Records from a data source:
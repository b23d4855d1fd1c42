//! Utility functions and helpers

pub mod time;

use anyhow::Result;
use std::time::Duration;

/// Parse a duration string (e.g., "1ms", "30s", "5m", "1h")
pub fn parse_duration(s: &str) -> Result<Duration> {
    let s = s.trim();

    if let Some(num_str) = s.strip_suffix("ms") {
        let millis: u64 = num_str.trim().parse()?;
        Ok(Duration::from_millis(millis))
    } else if let Some(num_str) = s.strip_suffix('s') {
        let secs: u64 = num_str.trim().parse()?;
        Ok(Duration::from_secs(secs))
    } else if let Some(num_str) = s.strip_suffix('m') {
        let mins: u64 = num_str.trim().parse()?;
        Ok(Duration::from_secs(mins * 60))
    } else if let Some(num_str) = s.strip_suffix('h') {
        let hours: u64 = num_str.trim().parse()?;
        Ok(Duration::from_secs(hours * 3600))
    } else {
        // Default to seconds if no suffix
        let secs: u64 = s.parse()?;
        Ok(Duration::from_secs(secs))
    }
}

#[cfg(test)]
mod tests {
    use super::*;

    #[test]
    fn test_parse_duration() {
        assert_eq!(parse_duration("30s").unwrap().as_secs(), 30);
        assert_eq!(parse_duration("5m").unwrap().as_secs(), 300);
        assert_eq!(parse_duration("1h").unwrap().as_secs(), 3600);
        assert_eq!(parse_duration("60").unwrap().as_secs(), 60);
        assert_eq!(parse_duration("1ms").unwrap(), Duration::from_millis(1));
        assert_eq!(parse_duration(" 250ms ").unwrap(), Duration::from_millis(250));
    }

    #[test]
    fn test_parse_duration_rejects_garbage() {
        assert!(parse_duration("fast").is_err());
        assert!(parse_duration("-1s").is_err());
        assert!(parse_duration("").is_err());
    }
}
//! Output formatting utilities for CLI commands

use colored::Colorize;

/// Print success message
pub fn success(msg: &str) {
    println!("{} {}", "✓".green(), msg);
}

/// Print warning message
pub fn warning(msg: &str) {
    println!("{} {}", "⚠".yellow(), msg);
}

/// Print one device listing line
pub fn device(index: u32, name: &str) {
    println!("{} {}", format!("GPU {}:", index).bold(), name);
}
//! NVML-backed device handle

use crate::device::DeviceHandle;
use crate::error::{DeviceError, Metric};
use nvml_wrapper::enum_wrappers::device::{Clock, ClockId, PerformanceState, TemperatureSensor};
use nvml_wrapper::error::NvmlError;
use nvml_wrapper::{Device, Nvml};
use smitrace_shared::DeviceMetrics;
use tracing::{debug, info, warn};

/// Ordinal NVML uses for an unknown performance state
pub const PSTATE_UNKNOWN: u32 = 32;

/// NVML session bound to one device.
///
/// Owns the library handle, so `nvmlInit`/`nvmlShutdown` are scoped to this
/// value. Only one live instance should exist per process.
pub struct NvmlDevice {
    nvml: Option<Nvml>,
    index: u32,
    name: String,
}

impl NvmlDevice {
    /// Initialize NVML and resolve `index` to a device
    pub fn open(index: u32) -> Result<Self, DeviceError> {
        let nvml = Nvml::init().map_err(|e| DeviceError::Init(e.to_string()))?;

        let count = nvml
            .device_count()
            .map_err(|e| DeviceError::Init(e.to_string()))?;
        if index >= count {
            return Err(DeviceError::InvalidIndex { index, count });
        }

        let name = {
            let device = nvml
                .device_by_index(index)
                .map_err(|e| DeviceError::Init(e.to_string()))?;
            device.name().map_err(|e| DeviceError::Name(e.to_string()))?
        };

        info!("NVML initialized: {} (device {} of {})", name, index, count);

        Ok(Self {
            nvml: Some(nvml),
            index,
            name,
        })
    }

    fn device(&self) -> Result<Device<'_>, DeviceError> {
        let nvml = self.nvml.as_ref().ok_or(DeviceError::Closed)?;
        nvml.device_by_index(self.index)
            .map_err(|e| DeviceError::Lost(e.to_string()))
    }
}

fn read<T>(metric: Metric, result: Result<T, NvmlError>) -> Result<T, DeviceError> {
    result.map_err(|e| DeviceError::read(metric, e))
}

/// Map a performance state to NVML's ordinal (P0 = 0 ... P15 = 15)
pub fn pstate_ordinal(state: PerformanceState) -> u32 {
    match state {
        PerformanceState::Zero => 0,
        PerformanceState::One => 1,
        PerformanceState::Two => 2,
        PerformanceState::Three => 3,
        PerformanceState::Four => 4,
        PerformanceState::Five => 5,
        PerformanceState::Six => 6,
        PerformanceState::Seven => 7,
        PerformanceState::Eight => 8,
        PerformanceState::Nine => 9,
        PerformanceState::Ten => 10,
        PerformanceState::Eleven => 11,
        PerformanceState::Twelve => 12,
        PerformanceState::Thirteen => 13,
        PerformanceState::Fourteen => 14,
        PerformanceState::Fifteen => 15,
        PerformanceState::Unknown => PSTATE_UNKNOWN,
    }
}

impl DeviceHandle for NvmlDevice {
    fn index(&self) -> u32 {
        self.index
    }

    fn name(&self) -> &str {
        &self.name
    }

    fn read_all(&mut self) -> Result<DeviceMetrics, DeviceError> {
        let device = self.device()?;

        let temperature_c = read(
            Metric::Temperature,
            device.temperature(TemperatureSensor::Gpu),
        )?;
        let power_usage_mw = read(Metric::PowerUsage, device.power_usage())?;
        let power_limit_mw = read(Metric::PowerLimit, device.enforced_power_limit())?;
        let utilization = read(Metric::Utilization, device.utilization_rates())?;
        let memory = read(Metric::MemoryInfo, device.memory_info())?;
        let throttle_reasons = read(Metric::ThrottleReasons, device.current_throttle_reasons())?;
        let clock_sm_mhz = read(Metric::ClockSm, device.clock(Clock::SM, ClockId::Current))?;
        let clock_graphics_app_mhz = read(
            Metric::ClockGraphicsApp,
            device.clock(Clock::Graphics, ClockId::TargetAppClock),
        )?;
        let clock_memory_mhz = read(
            Metric::ClockMemory,
            device.clock(Clock::Memory, ClockId::Current),
        )?;
        let clock_memory_max_mhz = read(
            Metric::ClockMemoryMax,
            device.clock(Clock::Memory, ClockId::TargetAppClock),
        )?;
        let performance_state = read(Metric::PerformanceState, device.performance_state())?;

        Ok(DeviceMetrics {
            temperature_c,
            power_usage_mw,
            power_limit_mw,
            utilization_gpu: utilization.gpu,
            utilization_memory: utilization.memory,
            memory_used_bytes: memory.used,
            memory_free_bytes: memory.free,
            throttle_reasons: throttle_reasons.bits(),
            clock_sm_mhz,
            clock_graphics_app_mhz,
            clock_memory_mhz,
            clock_memory_max_mhz,
            performance_state: pstate_ordinal(performance_state),
        })
    }

    fn close(&mut self) -> Result<(), DeviceError> {
        match self.nvml.take() {
            Some(nvml) => {
                debug!("Shutting down NVML for device {}", self.index);
                nvml.shutdown()
                    .map_err(|e| DeviceError::Shutdown(e.to_string()))
            }
            None => Ok(()),
        }
    }
}

impl Drop for NvmlDevice {
    fn drop(&mut self) {
        if let Err(e) = self.close() {
            warn!("NVML shutdown for device {} failed: {}", self.index, e);
        }
    }
}

/// Enumerate visible devices as `(index, name)`.
pub fn list_devices() -> Result<Vec<(u32, String)>, DeviceError> {
    let nvml = Nvml::init().map_err(|e| DeviceError::Init(e.to_string()))?;
    let count = nvml
        .device_count()
        .map_err(|e| DeviceError::Init(e.to_string()))?;

    let mut devices = Vec::with_capacity(count as usize);
    for index in 0..count {
        let device = nvml
            .device_by_index(index)
            .map_err(|e| DeviceError::Init(e.to_string()))?;
        let name = device.name().map_err(|e| DeviceError::Name(e.to_string()))?;
        devices.push((index, name));
    }

    Ok(devices)
}
//! Devices command implementation

use crate::output;
use anyhow::Result;
use clap::Args;

#[derive(Args, Debug)]
pub struct DevicesArgs {
    /// Verbose logging
    #[arg(short, long)]
    pub verbose: bool,
}

#[cfg(feature = "nvml")]
pub fn run(_args: DevicesArgs) -> Result<()> {
    use anyhow::Context;

    let devices = smitrace_sampler::list_devices().context("Failed to enumerate GPUs")?;
    if devices.is_empty() {
        output::warning("No GPUs found");
        return Ok(());
    }

    for (index, name) in &devices {
        output::device(*index, name);
    }
    Ok(())
}

#[cfg(not(feature = "nvml"))]
pub fn run(_args: DevicesArgs) -> Result<()> {
    output::warning("Built without NVML support; only the fake device is available");
    Err(smitrace_sampler::DeviceError::Unavailable.into())
}
use std::fmt::Write as _;

use tellmemo_core::SummaryRecord;

use crate::sections::{metadata, sections};

/// Render a summary as CommonMark.
pub fn render(summary: &SummaryRecord) -> Vec<u8> {
    let mut out = String::new();
    let _ = writeln!(out, "# {}\n", single_line(&summary.subject));

    let meta: Vec<String> =
        metadata(summary).into_iter().map(|(label, value)| format!("**{label}:** {value}")).collect();
    let _ = writeln!(out, "{}\n", meta.join(" | "));

    let _ = writeln!(out, "## Overview\n");
    let body = summary.body.trim();
    if !body.is_empty() {
        let _ = writeln!(out, "{body}\n");
    }

    for section in sections(summary) {
        let _ = writeln!(out, "## {}\n", section.title);
        for item in &section.items {
            let _ = writeln!(out, "- {}", single_line(&item.text));
            for (label, value) in &item.details {
                let _ = writeln!(out, "  - *{label}:* {}", single_line(value));
            }
        }
        out.push('\n');
    }

    out.into_bytes()
}

// A newline inside a list item or heading would break the document structure.
fn single_line(text: &str) -> String {
    text.split_whitespace().collect::<Vec<_>>().join(" ")
}
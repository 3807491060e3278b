//! Format-independent view of a summary's optional sections.
//!
//! Every renderer walks the same list, so "absent sections are omitted" only
//! has to hold here: a section appears only if it has at least one item.

use tellmemo_core::SummaryRecord;

#[derive(Debug, Clone, PartialEq, Eq)]
pub struct SectionItem {
    pub text: String,
    /// Labelled extras such as owner or due date, in display order.
    pub details: Vec<(&'static str, String)>,
}

#[derive(Debug, Clone, PartialEq, Eq)]
pub struct Section {
    pub title: &'static str,
    pub items: Vec<SectionItem>,
}

impl SectionItem {
    fn plain(text: &str) -> Self {
        Self { text: text.to_owned(), details: Vec::new() }
    }

    fn new(text: &str, details: [(&'static str, &Option<String>); 3]) -> Self {
        Self {
            text: text.to_owned(),
            details: details
                .into_iter()
                .filter_map(|(label, value)| {
                    value
                        .as_deref()
                        .map(str::trim)
                        .filter(|v| !v.is_empty())
                        .map(|v| (label, v.to_owned()))
                })
                .collect(),
        }
    }
}

const NONE: &Option<String> = &None;

/// Non-empty sections in document order.
pub fn sections(summary: &SummaryRecord) -> Vec<Section> {
    let candidates = [
        Section {
            title: "Key Points",
            items: summary.key_points.iter().map(|p| SectionItem::plain(p)).collect(),
        },
        Section {
            title: "Risks",
            items: summary
                .risks
                .iter()
                .map(|r| {
                    SectionItem::new(
                        &r.title,
                        [("Severity", &r.severity), ("Details", &r.description), ("Mitigation", &r.mitigation)],
                    )
                })
                .collect(),
        },
        Section {
            title: "Blockers",
            items: summary
                .blockers
                .iter()
                .map(|b| {
                    SectionItem::new(
                        &b.title,
                        [("Impact", &b.impact), ("Owner", &b.owner), ("Details", &b.description)],
                    )
                })
                .collect(),
        },
        Section {
            title: "Action Items",
            items: summary
                .action_items
                .iter()
                .map(|a| {
                    SectionItem::new(
                        &a.description,
                        [("Assignee", &a.assignee), ("Due", &a.due_date), ("Urgency", &a.urgency)],
                    )
                })
                .collect(),
        },
        Section {
            title: "Decisions",
            items: summary
                .decisions
                .iter()
                .map(|d| {
                    SectionItem::new(
                        &d.description,
                        [("Importance", &d.importance), ("Rationale", &d.rationale), ("", NONE)],
                    )
                })
                .collect(),
        },
        Section {
            title: "Agenda",
            items: summary.agenda.iter().map(|a| SectionItem::plain(a)).collect(),
        },
        Section {
            title: "Lessons Learned",
            items: summary
                .lessons_learned
                .iter()
                .map(|l| {
                    SectionItem::new(
                        &l.title,
                        [("Category", &l.category), ("Details", &l.description), ("", NONE)],
                    )
                })
                .collect(),
        },
        Section {
            title: "Open Questions",
            items: summary
                .open_questions
                .iter()
                .map(|q| {
                    SectionItem::new(&q.question, [("Raised by", &q.raised_by), ("", NONE), ("", NONE)])
                })
                .collect(),
        },
    ];

    candidates.into_iter().filter(|s| !s.items.is_empty()).collect()
}

/// Header lines shown under the title: type, date and author.
pub fn metadata(summary: &SummaryRecord) -> Vec<(&'static str, String)> {
    let mut meta = vec![
        ("Type", summary.summary_type.label().to_string()),
        ("Date", summary.created_at.format("%Y-%m-%d %H:%M UTC").to_string()),
    ];
    if let Some(author) = summary.created_by.as_deref().filter(|a| !a.trim().is_empty()) {
        meta.push(("Author", author.to_string()));
    }
    meta
}
//! Job status events and the channel abstraction that delivers them.

pub mod channel;
pub mod frame;
pub mod in_memory;
pub mod update;

#[cfg(feature = "websocket")]
pub mod websocket;

pub use channel::{ChannelError, JobUpdateChannel, Subscription};
pub use frame::{ClientFrame, ServerFrame, decode_server_frame};
pub use in_memory::InMemoryJobChannel;
pub use update::{DecodeError, JobUpdate};

#[cfg(feature = "websocket")]
pub use websocket::WsJobChannel;
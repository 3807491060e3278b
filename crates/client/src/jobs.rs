//! Client-side tracking of backend processing jobs.
//!
//! `ProcessingJobs` holds every job the user submitted, follows its status
//! over the job update channel, and on completion:
//!
//! - flags new content/summary/project ids for highlighting,
//! - invalidates the completion fan-out (see [`crate::fanout`]),
//! - evicts the job after a short delay so the UI can show "done" first.
//!
//! Completion side effects run exactly once per job, however many times the
//! backend redelivers `completed`. State is only touched under a short lock
//! that is never held across an await, so updates are applied one at a time.

use std::collections::{HashMap, HashSet};
use std::sync::{Arc, Mutex, MutexGuard, PoisonError, Weak};
use std::time::Duration;

use tokio::runtime::Handle;
use tokio::sync::watch;
use tokio::task::JoinHandle;

use tellmemo_core::{ContentId, Job, JobId, JobResult, JobStatus, ProjectId};
use tellmemo_events::{JobUpdate, JobUpdateChannel, Subscription};

use crate::cache::CacheRegistry;
use crate::fanout;
use crate::new_items::NewItemsTracker;

/// How long a finished job stays visible.
pub const DEFAULT_EVICTION_DELAY: Duration = Duration::from_secs(15);

#[derive(Debug, Clone, Copy, PartialEq, Eq)]
pub struct TrackerConfig {
    pub eviction_delay: Duration,
}

impl Default for TrackerConfig {
    fn default() -> Self {
        Self { eviction_delay: DEFAULT_EVICTION_DELAY }
    }
}

#[derive(Default)]
struct TrackerState {
    jobs: Vec<Job>,
    /// Jobs whose completion side effects already ran.
    completed: HashSet<JobId>,
    subscriptions: HashMap<JobId, JoinHandle<()>>,
    evictions: HashMap<JobId, JoinHandle<()>>,
}

struct Inner {
    channel: Arc<dyn JobUpdateChannel>,
    caches: Arc<CacheRegistry>,
    new_items: Arc<dyn NewItemsTracker>,
    config: TrackerConfig,
    runtime: Handle,
    state: Mutex<TrackerState>,
    changes: watch::Sender<Vec<Job>>,
}

/// Work to do once a job first reports `completed`.
struct Completion {
    job_id: JobId,
    project_id: ProjectId,
    result: Option<JobResult>,
}

/// Registry of in-flight and recently finished jobs.
///
/// Cheap to clone; all clones share the same registry. Teardown happens on
/// [`dispose`](Self::dispose) or when the last clone is dropped.
#[derive(Clone)]
pub struct ProcessingJobs {
    inner: Arc<Inner>,
}

impl ProcessingJobs {
    /// Create a tracker bound to the current tokio runtime.
    ///
    /// # Panics
    ///
    /// Panics when called outside a tokio runtime.
    pub fn new(
        channel: Arc<dyn JobUpdateChannel>,
        caches: Arc<CacheRegistry>,
        new_items: Arc<dyn NewItemsTracker>,
        config: TrackerConfig,
    ) -> Self {
        Self::with_runtime(Handle::current(), channel, caches, new_items, config)
    }

    /// Create a tracker that spawns its tasks on `runtime`.
    pub fn with_runtime(
        runtime: Handle,
        channel: Arc<dyn JobUpdateChannel>,
        caches: Arc<CacheRegistry>,
        new_items: Arc<dyn NewItemsTracker>,
        config: TrackerConfig,
    ) -> Self {
        let (changes, _) = watch::channel(Vec::new());
        Self {
            inner: Arc::new(Inner {
                channel,
                caches,
                new_items,
                config,
                runtime,
                state: Mutex::new(TrackerState::default()),
                changes,
            }),
        }
    }

    /// Start tracking a job. Returns `false` if it is already tracked.
    ///
    /// Opens exactly one channel subscription per tracked job.
    pub fn add_job(
        &self,
        job_id: JobId,
        project_id: ProjectId,
        content_id: Option<ContentId>,
    ) -> bool {
        let mut state = self.inner.lock();
        if state.jobs.iter().any(|j| j.id == job_id) {
            tracing::debug!(job_id = %job_id, "job already tracked");
            return false;
        }

        let subscription = self.inner.channel.subscribe(&job_id);
        let pump = self.inner.runtime.spawn(pump_updates(
            Arc::downgrade(&self.inner),
            job_id.clone(),
            subscription,
        ));

        tracing::info!(job_id = %job_id, project_id = %project_id, "tracking job");
        state.subscriptions.insert(job_id.clone(), pump);
        state.jobs.push(Job::new(job_id, project_id, content_id));
        self.inner.publish(&state);
        true
    }

    /// Stop tracking a job. No-op for unknown ids.
    pub fn remove_job(&self, job_id: &JobId) -> bool {
        let mut state = self.inner.lock();
        if let Some(timer) = state.evictions.remove(job_id) {
            timer.abort();
        }
        let removed = remove_locked(&mut state, job_id);
        if removed {
            tracing::info!(job_id = %job_id, "stopped tracking job");
            self.inner.publish(&state);
        }
        removed
    }

    /// Apply a status update as if it had arrived on the channel.
    ///
    /// Updates for untracked jobs are ignored.
    pub fn apply_update(&self, update: JobUpdate) {
        self.inner.handle_update(update);
    }

    pub fn get_job(&self, job_id: &JobId) -> Option<Job> {
        self.inner.lock().jobs.iter().find(|j| &j.id == job_id).cloned()
    }

    /// Every tracked job, in submission order.
    pub fn jobs(&self) -> Vec<Job> {
        self.inner.lock().jobs.clone()
    }

    pub fn get_project_jobs(&self, project_id: &ProjectId) -> Vec<Job> {
        self.inner
            .lock()
            .jobs
            .iter()
            .filter(|j| &j.project_id == project_id)
            .cloned()
            .collect()
    }

    /// True while any job for the project is pending or processing.
    pub fn has_processing_jobs(&self, project_id: &ProjectId) -> bool {
        self.inner
            .lock()
            .jobs
            .iter()
            .any(|j| &j.project_id == project_id && j.is_active())
    }

    /// Receive the full job list after every change.
    pub fn watch(&self) -> watch::Receiver<Vec<Job>> {
        self.inner.changes.subscribe()
    }

    /// Cancel every subscription and timer and forget all jobs.
    pub fn dispose(&self) {
        let mut state = self.inner.lock();
        let count = state.jobs.len();
        abort_all(&mut state);
        state.jobs.clear();
        state.completed.clear();
        self.inner.publish(&state);
        tracing::info!(jobs = count, "job tracker disposed");
    }
}

impl core::fmt::Debug for ProcessingJobs {
    fn fmt(&self, f: &mut core::fmt::Formatter<'_>) -> core::fmt::Result {
        let state = self.inner.lock();
        f.debug_struct("ProcessingJobs")
            .field("jobs", &state.jobs.len())
            .field("completed", &state.completed.len())
            .field("config", &self.inner.config)
            .finish()
    }
}

impl Inner {
    fn lock(&self) -> MutexGuard<'_, TrackerState> {
        self.state.lock().unwrap_or_else(PoisonError::into_inner)
    }

    fn publish(&self, state: &TrackerState) {
        self.changes.send_replace(state.jobs.clone());
    }

    fn handle_update(self: &Arc<Self>, update: JobUpdate) {
        let completion = {
            let mut state = self.lock();
            let Some(job) = state.jobs.iter_mut().find(|j| j.id == update.job_id) else {
                tracing::debug!(job_id = %update.job_id, "ignoring update for untracked job");
                return;
            };

            let original_project = job.project_id.clone();
            update.apply_to(job);
            let status = job.status;
            let result = job.result.clone();
            tracing::debug!(
                job_id = %update.job_id,
                status = %status,
                progress = update.progress,
                "job update"
            );

            let mut completion = None;
            if status == JobStatus::Completed && state.completed.insert(update.job_id.clone()) {
                completion = Some(Completion {
                    job_id: update.job_id.clone(),
                    project_id: update.reported_project().cloned().unwrap_or(original_project),
                    result,
                });
            }

            if status.is_terminal() && !state.evictions.contains_key(&update.job_id) {
                let timer = self.schedule_eviction(update.job_id.clone());
                state.evictions.insert(update.job_id.clone(), timer);
            }
            if status == JobStatus::Failed {
                tracing::warn!(
                    job_id = %update.job_id,
                    error = update.error_message.as_deref().unwrap_or("unknown"),
                    "job failed"
                );
            }

            self.publish(&state);
            completion
        };

        // Side effects run outside the lock; caches may call back into us.
        if let Some(completion) = completion {
            self.complete(completion);
        }
    }

    fn complete(&self, completion: Completion) {
        let Completion { job_id, project_id, result } = completion;

        if let Some(result) = &result {
            if let Some(content_id) = &result.content_id {
                if !self.new_items.is_new(content_id.as_str()) {
                    self.new_items.add_new_item(content_id.as_str());
                }
            }
            if let Some(summary_id) = &result.summary_id {
                self.new_items.add_new_item(summary_id.as_str());
            }
            if result.new_project_created {
                self.new_items.add_new_item(project_id.as_str());
            }
        }

        fanout::invalidate_for_job_completion(&self.caches, &project_id);
        tracing::info!(
            job_id = %job_id,
            project_id = %project_id,
            "job completed; dependent caches invalidated"
        );
    }

    fn schedule_eviction(self: &Arc<Self>, job_id: JobId) -> JoinHandle<()> {
        let inner = Arc::downgrade(self);
        let delay = self.config.eviction_delay;
        self.runtime.spawn(async move {
            tokio::time::sleep(delay).await;
            if let Some(inner) = inner.upgrade() {
                inner.evict(&job_id);
            }
        })
    }

    fn evict(&self, job_id: &JobId) {
        let mut state = self.lock();
        // This runs inside the timer task itself; drop its handle without aborting.
        state.evictions.remove(job_id);
        if remove_locked(&mut state, job_id) {
            tracing::debug!(job_id = %job_id, "evicted finished job");
            self.publish(&state);
        }
    }
}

§ Problem to solve
In the records above, the line with "if let Err(e)" marks the start and the line with "pub fn list_devices()" marks the end; copy that stretch exactly, both lines included, and nothing else.

§ Exercise answer
        if let Err(e) = self.close() {
            warn!("NVML shutdown for device {} failed: {}", self.index, e);
        }
    }
}

/// Enumerate visible devices as `(index, name)`.
pub fn list_devices() -> Result<Vec<(u32, String)>, DeviceError> {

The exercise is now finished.